Bug drama is not just a daytime activity. At night the true denizens of the insectile universe emerge. Chief of these is the moths who come in nearly every shape and size imaginable. Since our cabin door is 90% glass, the light inside brings a myriad of beasties flopping and banging against it. This is normally not a problem unless you want to go in or out of the cabin. Opening the door has the potential to create an Egyptian plague. My wife has perfected the trick of sliding in and out of the door so that it hardly opens before slamming purposefully closed. A time or two, I followed too closely behind her and had important parts of my body trimmed away. It’s a tossup whether that is preferable to the deafening multi-hundred-decibel hiss to “close the door!” when I venture out alone.

However, our real pity should be saved for the few moths that manage to squeeze inside the cabin. When my wife takes up her flyswatter, which has the heft of a medieval morning star, and she begins to mercilessly hunt down any miscreants daring to enter her “no bug zone.” She doesn’t believe me when I tell her I can hear their tiny little cries of terror, begging for mercy, as she starts wielding that vicious weapon around the cabin. It wouldn’t make any difference—her Nordic heritage had already worked itself into a berserker rage by that point.  Disemboweled bug guts, disembodied wings, and moth dust fill the air with a grisly mist. Her countenance closely resembles a fierce warrior’s face amid the movie violence she is too squeamish to watch. Go figure.

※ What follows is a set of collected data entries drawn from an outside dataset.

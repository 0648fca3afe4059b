use std::fmt;

/// Coarse classification callers branch on.
#[derive(Debug, Clone, Copy, PartialEq, Eq)]
pub enum ErrorKind {
    /// The flow was driven out of order (e.g. exchange before login) or misconfigured.
    Protocol,
    /// No credential on file.
    NotAuthenticated,
    /// The provider rejected the stored refresh token; the store has been purged.
    AuthenticationExpired,
    /// Transport failure or any other token-endpoint / resource-API error.
    Provider,
}

impl fmt::Display for ErrorKind {
    fn fmt(&self, f: &mut fmt::Formatter<'_>) -> fmt::Result {
        f.write_str(match self {
            Self::Protocol => "protocol",
            Self::NotAuthenticated => "not_authenticated",
            Self::AuthenticationExpired => "authentication_expired",
            Self::Provider => "provider",
        })
    }
}

#[derive(Debug, thiserror::Error)]
#[non_exhaustive]
pub enum Error {
    #[error("missing PKCE verifier: no login in progress")]
    MissingVerifier,

    #[error("not authenticated: login required")]
    NotAuthenticated,

    #[error("authentication expired: login required")]
    AuthenticationExpired,

    #[error("{operation} failed with status {status}{}", code_suffix(.code))]
    Provider {
        operation: &'static str,
        status: u16,
        /// The RFC 6749 `error` field, when the body carried one.
        code: Option<String>,
        description: Option<String>,
    },

    #[error("HTTP error: {0}")]
    Http(#[from] reqwest::Error),

    #[error("invalid token response: {0}")]
    InvalidResponse(String),

    #[error("invalid provider URL: {0}")]
    InvalidUrl(#[from] url::ParseError),
}

impl Error {
    pub fn kind(&self) -> ErrorKind {
        match self {
            Self::MissingVerifier | Self::InvalidUrl(_) => ErrorKind::Protocol,
            Self::NotAuthenticated => ErrorKind::NotAuthenticated,
            Self::AuthenticationExpired => ErrorKind::AuthenticationExpired,
            Self::Provider { .. } | Self::Http(_) | Self::InvalidResponse(_) => {
                ErrorKind::Provider
            },
        }
    }

    /// Whether the end user has to go through the login flow again.
    pub fn requires_login(&self) -> bool {
        matches!(
            self.kind(),
            ErrorKind::NotAuthenticated | ErrorKind::AuthenticationExpired
        )
    }

    /// The provider answered with `invalid_grant`: the grant itself is no longer usable.
    pub fn is_invalid_grant(&self) -> bool {
        matches!(self, Self::Provider { code: Some(code), .. } if code == "invalid_grant")
    }
}

pub type Result<T> = std::result::Result<T, Error>;

fn code_suffix(code: &Option<String>) -> String {
    code.as_deref()
        .map(|c| format!(" ({c})"))
        .unwrap_or_default()
}
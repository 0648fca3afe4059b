mod auth_commands;

use std::path::PathBuf;

use {
    clap::{Parser, Subcommand},
    tokenrelay_config::TokenRelayConfig,
    tracing::info,
    tracing_subscriber::{EnvFilter, fmt, layer::SubscriberExt, util::SubscriberInitExt},
};

#[derive(Parser)]
#[command(name = "tokenrelay", about = "tokenrelay: OAuth 2.0 PKCE token relay")]
struct Cli {
    #[command(subcommand)]
    command: Commands,

    /// Config file (TOML, YAML or JSON). Defaults to ./tokenrelay.* or the user config dir.
    #[arg(long, global = true, env = "TOKENRELAY_CONFIG")]
    config: Option<PathBuf>,

    /// Log level (trace, debug, info, warn, error).
    #[arg(long, global = true, default_value = "info")]
    log_level: String,

    /// Output logs as JSON instead of human-readable.
    #[arg(long, global = true, default_value_t = false)]
    json_logs: bool,
}

#[derive(Subcommand)]
enum Commands {
    /// Start the gateway server.
    Gateway {
        #[arg(long)]
        bind: Option<String>,
        #[arg(long)]
        port: Option<u16>,
    },
    /// Credential management.
    Auth {
        #[command(subcommand)]
        action: auth_commands::AuthAction,
    },
    /// Configuration management.
    Config {
        #[command(subcommand)]
        action: ConfigAction,
    },
}

#[derive(Subcommand)]
enum ConfigAction {
    /// Print the effective configuration.
    Show,
}

/// Logs go to stderr so `auth token` output stays clean on stdout.
fn init_telemetry(cli: &Cli) {
    let filter =
        EnvFilter::try_from_default_env().unwrap_or_else(|_| EnvFilter::new(&cli.log_level));

    if cli.json_logs {
        tracing_subscriber::registry()
            .with(filter)
            .with(
                fmt::layer()
                    .json()
                    .with_target(true)
                    .with_thread_ids(false)
                    .with_writer(std::io::stderr),
            )
            .init();
    } else {
        tracing_subscriber::registry()
            .with(filter)
            .with(
                fmt::layer()
                    .with_target(false)
                    .with_thread_ids(false)
                    .with_ansi(true)
                    .with_writer(std::io::stderr),
            )
            .init();
    }
}

#[tokio::main]
async fn main() -> anyhow::Result<()> {
    dotenvy::dotenv().ok();
    let cli = Cli::parse();
    init_telemetry(&cli);

    info!(version = env!("CARGO_PKG_VERSION"), "tokenrelay starting");

    let mut config = tokenrelay_config::discover_and_load(cli.config.as_deref())?;

    match cli.command {
        Commands::Gateway { bind, port } => {
            apply_server_flags(&mut config, bind, port);
            tokenrelay_gateway::start_gateway(&config).await
        },
        Commands::Auth { action } => auth_commands::handle_auth(action, &config).await,
        Commands::Config { action } => match action {
            ConfigAction::Show => {
                println!("{}", serde_json::to_string_pretty(&config)?);
                Ok(())
            },
        },
    }
}

/// Command-line flags win over file and environment.
fn apply_server_flags(config: &mut TokenRelayConfig, bind: Option<String>, port: Option<u16>) {
    if let Some(bind) = bind {
        config.server.bind = bind;
    }
    if let Some(port) = port {
        config.server.port = port;
    }
}
use {
    axum::{
        body::Bytes,
        extract::{Path, RawQuery, State},
        http::{HeaderMap, Method, header},
        response::{IntoResponse, Response},
    },
    secrecy::ExposeSecret,
    tracing::debug,
};

use crate::{error::GatewayError, state::GatewayState};

/// Forward one call to the resource API with the current bearer token.
///
/// Method, query string, body and `content-type` go upstream; status,
/// `content-type` and body come back. A single attempt, no retry on 401.
pub async fn forward(
    State(state): State<GatewayState>,
    Path(path): Path<String>,
    method: Method,
    RawQuery(query): RawQuery,
    headers: HeaderMap,
    body: Bytes,
) -> Result<Response, GatewayError> {
    let url = state.api_url(&path, query.as_deref())?;
    let token = state.tokens.get_access_token().await?;

    let mut request = state
        .http
        .request(method.clone(), url.clone())
        .bearer_auth(token.expose_secret());
    if let Some(content_type) = headers.get(header::CONTENT_TYPE) {
        request = request.header(header::CONTENT_TYPE, content_type.clone());
    }
    if !body.is_empty() {
        request = request.body(body);
    }

    let upstream = request.send().await?;
    let status = upstream.status();
    let content_type = upstream.headers().get(header::CONTENT_TYPE).cloned();
    let bytes = upstream.bytes().await?;
    debug!(%method, %url, status = status.as_u16(), len = bytes.len(), "proxied resource call");

    let mut response = (status, bytes).into_response();
    let headers = response.headers_mut();
    headers.remove(header::CONTENT_TYPE);
    if let Some(content_type) = content_type {
        headers.insert(header::CONTENT_TYPE, content_type);
    }
    Ok(response)
}
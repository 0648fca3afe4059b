use {
    tracing::{debug, warn},
    url::Url,
};

use crate::{
    error::{Error, Result},
    types::{OAuthConfig, OAuthErrorBody, TokenResponse},
};

/// Talks to the provider: builds authorization URLs and calls the token endpoint.
pub struct OAuthFlow {
    config: OAuthConfig,
    auth_url: Url,
    client: reqwest::Client,
}

impl OAuthFlow {
    pub fn new(config: OAuthConfig) -> Result<Self> {
        Self::with_http_client(config, reqwest::Client::new())
    }

    /// Use a preconfigured HTTP client (timeouts, proxies, connection reuse).
    pub fn with_http_client(config: OAuthConfig, client: reqwest::Client) -> Result<Self> {
        let auth_url = Url::parse(&config.auth_url)?;
        Url::parse(&config.token_url)?;
        Ok(Self {
            config,
            auth_url,
            client,
        })
    }

    pub fn config(&self) -> &OAuthConfig {
        &self.config
    }

    /// Browser redirect target for a login whose PKCE challenge is `challenge`.
    pub fn authorization_url(&self, challenge: &str) -> String {
        let mut url = self.auth_url.clone();
        url.query_pairs_mut()
            .append_pair("response_type", "code")
            .append_pair("client_id", &self.config.client_id)
            .append_pair("scope", &self.config.scopes.join(" "))
            .append_pair("redirect_uri", &self.config.redirect_uri)
            .append_pair("code_challenge_method", "S256")
            .append_pair("code_challenge", challenge);
        url.into()
    }

    /// `authorization_code` grant.
    pub async fn exchange(&self, code: &str, verifier: &str) -> Result<TokenResponse> {
        let params = [
            ("grant_type", "authorization_code"),
            ("code", code),
            ("redirect_uri", self.config.redirect_uri.as_str()),
            ("client_id", self.config.client_id.as_str()),
            ("code_verifier", verifier),
        ];
        self.post_token(&params, "token exchange").await
    }

    /// `refresh_token` grant.
    pub async fn refresh(&self, refresh_token: &str) -> Result<TokenResponse> {
        let params = [
            ("grant_type", "refresh_token"),
            ("refresh_token", refresh_token),
            ("client_id", self.config.client_id.as_str()),
        ];
        self.post_token(&params, "token refresh").await
    }

    async fn post_token(
        &self,
        params: &[(&str, &str)],
        operation: &'static str,
    ) -> Result<TokenResponse> {
        let response = self
            .client
            .post(&self.config.token_url)
            .form(params)
            .send()
            .await?;

        let status = response.status();
        let body = response.text().await?;
        debug!(operation, status = status.as_u16(), "token endpoint responded");

        if !status.is_success() {
            let parsed = serde_json::from_str::<OAuthErrorBody>(&body).ok();
            if parsed.is_none() {
                warn!(operation, status = status.as_u16(), "token endpoint error body is not RFC 6749 JSON");
            }
            let (code, description) = parsed
                .map(|e| (Some(e.error), e.error_description))
                .unwrap_or_default();
            return Err(Error::Provider {
                operation,
                status: status.as_u16(),
                code,
                description,
            });
        }

        serde_json::from_str::<TokenResponse>(&body)
            .map_err(|e| Error::InvalidResponse(format!("{operation}: {e}")))
    }
}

After long consideration, I have concluded that bug drama results from deeply set territorialism supported by the natural aversion we all feel to fearfully strange six (or eight) legged creatures. Hollywood has capitalized on this same phenomenon with many feature-length treatments of alien insect-like horror. I have finally given up a rational conversation about the relative harmlessness of insects. My arguments fall on deaf ears, so the drama of bug slaughter will continue into the foreseeable future unabated. I have come to the conclusion that the only way to save the few remaining North Idaho bugs is to return to Sioux Falls.  So amid a whirlwind of murdered insect husks, we packed our bags to head east. I did send word of our return ahead to the powers that be. And it was a good thing since I received a notice back that a planned locust plague had been called off.